While the government could enact legislation to further restrict Ward, the committee found, doing so risked the prospect of creating what it labelled a “ghost member”, and would be vulnerable to legal challenge.

“A law that provides for a member of the Legislative Assembly to be disabled from performing their duties raises the prospect of a ‘ghost member’, who is not for a sustained period of time able to represent their electorate,” the report found.

“Accordingly, it is arguable that such a law is inconsistent with the system of representative government that, according to case law, the commonwealth constitution assumes to exist in the states,” the report stated.

The committee found that MPs suspended from parliament are entitled to “continue to represent their electorate” through any means which “do not involve their actual participation in debates or proceedings in the House or Committees”.

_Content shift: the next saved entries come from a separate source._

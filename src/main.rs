mod cli;
mod commands;
mod model;
mod util;

use anyhow::Result;
use clap::Parser;
use tracing::error;
use tracing_subscriber::EnvFilter;

use crate::cli::{Cli, Commands};

fn main() {
    init_tracing();

    if let Err(err) = run() {
        error!(error = %err, "command failed");
        for cause in err.chain().skip(1) {
            error!(cause = %cause, "caused by");
        }
        std::process::exit(1);
    }
}

fn run() -> Result<()> {
    let cli = Cli::parse();

    match cli.command {
        Commands::Write(args) => commands::write::run(args),
        Commands::Status(args) => commands::status::run(args),
    }
}

fn init_tracing() {
    let env_filter = EnvFilter::try_from_default_env().unwrap_or_else(|_| EnvFilter::new("info"));

    tracing_subscriber::fmt()
        .with_env_filter(env_filter)
        .with_target(false)
        .with_writer(std::io::stderr)
        .init();
}
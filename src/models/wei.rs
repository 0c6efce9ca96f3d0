use ethers::types::U256;

const LIMB_BASE: f64 = 18_446_744_073_709_551_616.0; // 2^64
const U128_LIMIT: f64 = LIMB_BASE * LIMB_BASE;
const U256_LIMIT: f64 = U128_LIMIT * U128_LIMIT;

pub fn to_f64(value: U256) -> f64 {
    value
        .0
        .iter()
        .rev()
        .fold(0.0, |acc, &limb| acc * LIMB_BASE + limb as f64)
}

/// Rounds to the nearest wei. Negative, NaN and infinite inputs map to zero;
/// values beyond 2^256 saturate.
pub fn from_f64(value: f64) -> U256 {
    if !value.is_finite() || value <= 0.0 {
        return U256::zero();
    }
    let rounded = value.round();
    if rounded < U128_LIMIT {
        return U256::from(rounded as u128);
    }
    if rounded >= U256_LIMIT {
        return U256::MAX;
    }

    // at or above 2^128 the value is an integer mantissa times a positive power of two
    let bits = rounded.to_bits();
    let exponent = ((bits >> 52) & 0x7ff) as usize - 1075;
    let mantissa = (bits & ((1u64 << 52) - 1)) | (1u64 << 52);
    U256::from(mantissa) << exponent
}

pub fn gwei(amount: u64) -> U256 {
    U256::from(amount).saturating_mul(U256::exp10(9))
}

/// `#[serde(with = "wei::decimal")]` for a single `U256`.
pub mod decimal {
    use ethers::types::U256;
    use serde::{de::Error, Deserialize, Deserializer, Serializer};

    pub fn serialize<S: Serializer>(value: &U256, serializer: S) -> Result<S::Ok, S::Error> {
        serializer.collect_str(value)
    }

    pub fn deserialize<'de, D: Deserializer<'de>>(deserializer: D) -> Result<U256, D::Error> {
        let raw = String::deserialize(deserializer)?;
        U256::from_dec_str(&raw).map_err(|e| D::Error::custom(format!("invalid wei amount {}: {:?}", raw, e)))
    }
}

/// `#[serde(with = "wei::decimal_seq")]` for `Vec<U256>`.
pub mod decimal_seq {
    use ethers::types::U256;
    use serde::{de::Error, ser::SerializeSeq, Deserialize, Deserializer, Serializer};

    pub fn serialize<S: Serializer>(values: &[U256], serializer: S) -> Result<S::Ok, S::Error> {
        let mut seq = serializer.serialize_seq(Some(values.len()))?;
        for value in values {
            seq.serialize_element(&value.to_string())?;
        }
        seq.end()
    }

    pub fn deserialize<'de, D: Deserializer<'de>>(deserializer: D) -> Result<Vec<U256>, D::Error> {
        Vec::<String>::deserialize(deserializer)?
            .iter()
            .map(|raw| {
                U256::from_dec_str(raw)
                    .map_err(|e| D::Error::custom(format!("invalid wei amount {}: {:?}", raw, e)))
            })
            .collect()
    }
}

“Such mechanisms would include being able to access their electorate office resources and staff, make representations for constituents, and engage in parliamentary activities such as the lodging of questions on notice and petitions,” the committee found.

When Ward was first charged, the state’s premier, 新南威尔士州上诉法院决定联邦干预自由党预选的命运, said he would ask him to resign and, if he didn’t quit, the government would “move a motion to remove him”.

Ward has repeatedly denied the charges against him and has continued to act as an MP.

“I am innocent, and I intend to prove it,” he said in March.

Ward was not present at his first court appearance last week, instead posting photos of himself meeting with constituents in his electorate.

In its report, the privileges committee, which is headed by the Liberal Party MP Peter Sidgreaves, said it had sought advice from University of Sydney constitutional law expert Anne Twomey and barrister Stephen Free SC.

Following Ward’s suspension, MPs within the parliament had privately raised their concern that taking further steps against Ward could create a precedent which would lead to the politicisation of suspension motions, something the committee raised in its report.

It found that “problematic issues” would arise if “any legislation that sought to exercise punitive powers against a Member were to be used in a way that might be seen to be partisan, politically motivated or unjust”.

“Such a perception could more readily arise where the punitive action was to be taken where there had been no formal findings of guilt or misconduct such as by a commission of inquiry or a court of law, and the grounds for alleging misconduct were contested,” it found.

The premier’s office has been contacted for comment.